44. Whether embracing one or other of the definitions of “expediency” clearly it would be “disadvantageous in the circumstances” (Mr Lawrence’s preferred construction) to convict the defendant. It would, by virtue of the existence of the criteria referred to in this Court’s perception furthermore alternatively in any event be inappropriate to inflict any punishment other than a nominal punishment.
45. Given those findings of this Court, it is then empowered by order to dismiss the charge which it is not prepared to do. It is otherwise empowered to proceed in the manner which it intends to proceed.

Conclusion
46. Pursuant then to the provisions of section 19B(d) of the Crimes Act, the disposition of the matter is in the following terms.

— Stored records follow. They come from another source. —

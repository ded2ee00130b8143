//! Output handler traits and record types
//!
//! This module defines the records a crawl produces and the trait interface
//! that receives them.

use chrono::{DateTime, SecondsFormat, Utc};
use serde::{Deserialize, Serialize, Serializer};
use thiserror::Error;

/// Errors that can occur during output operations
#[derive(Debug, Error)]
pub enum OutputError {
    #[error("Failed to serialize record: {0}")]
    Serialize(#[from] serde_json::Error),

    #[error("IO error: {0}")]
    Io(#[from] std::io::Error),

    #[error("Output already finished")]
    Finished,
}

/// Result type for output operations
pub type OutputResult<T> = Result<T, OutputError>;

/// One extracted page
#[derive(Debug, Clone, PartialEq, Eq, Serialize, Deserialize)]
pub struct PageRecord {
    /// Final URL of the fetched page
    pub url: String,

    /// Page title, or the URL when the page has none
    pub page_title: String,

    /// Whitespace-normalized main-content text; may be empty
    pub content: String,

    /// Section label assigned from the URL
    pub section: String,

    /// When the page was extracted
    #[serde(serialize_with = "serialize_timestamp")]
    pub crawl_timestamp: DateTime<Utc>,
}

impl PageRecord {
    /// Builds a record, substituting the URL for an empty title
    pub fn new(
        url: impl Into<String>,
        title: impl Into<String>,
        content: impl Into<String>,
        section: impl Into<String>,
        crawl_timestamp: DateTime<Utc>,
    ) -> Self {
        let url = url.into();
        let title = title.into();
        let page_title = if title.is_empty() { url.clone() } else { title };

        Self {
            url,
            page_title,
            content: content.into(),
            section: section.into(),
            crawl_timestamp,
        }
    }
}

/// A URL that produced no record, and why
#[derive(Debug, Clone, PartialEq, Eq, Serialize, Deserialize)]
pub struct FailureRecord {
    /// The URL that failed
    pub url: String,

    /// Human-readable failure reason
    pub reason: String,

    /// HTTP status code, when the failure was a response
    pub status: Option<u16>,

    /// Number of fetch attempts made
    pub attempts: u32,

    /// When the URL was given up
    #[serde(serialize_with = "serialize_timestamp")]
    pub timestamp: DateTime<Utc>,
}

/// Serializes as RFC 3339 with an explicit `+00:00` offset
fn serialize_timestamp<S: Serializer>(ts: &DateTime<Utc>, serializer: S) -> Result<S::Ok, S::Error> {
    serializer.serialize_str(&ts.to_rfc3339_opts(SecondsFormat::Micros, false))
}

/// Receives crawl output as it is produced
pub trait OutputHandler {
    /// Writes one page record
    fn write_page(&mut self, record: &PageRecord) -> OutputResult<()>;

    /// Writes one failure entry; ignored unless the handler keeps a failure log
    fn write_failure(&mut self, _failure: &FailureRecord) -> OutputResult<()> {
        Ok(())
    }

    /// Flushes and closes the output
    fn finish(&mut self) -> OutputResult<()> {
        Ok(())
    }
}

impl OutputHandler for Vec<PageRecord> {
    fn write_page(&mut self, record: &PageRecord) -> OutputResult<()> {
        self.push(record.clone());
        Ok(())
    }
}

1. The Court discharges the defendant without proceeding to conviction in respect of any of the charges set out in the complaints of Vincent Eugene Victory of the Australian Taxation Office, of 16 July 2003 and or 21 March 2003; on condition that the defendant will be of good behaviour for a period of three years. In passing the Court observes that the invocation of the maximum period of three years as prescribed by legislation is specifically intended to serve the philosophy of general deterrence.

2. The words “if any” which appear in section 19B(1)(d)(ii) convey to this Court necessarily that there need not be any order for reparation, restitution or the like. The defendant is however ordered to pay the costs of the prosecution.

3. For reason that the Court is not clear as to whether it can, as it were, “aggregate” the penalty in relation to both complaints, and because the Court is not clear in relation to the quantum of costs which it will require the defendant to pay, it demurs from formally pronouncing sentence until such time as there has been ventilation of these matters and resolution of them between the Court and counsel for the defence and prosecution.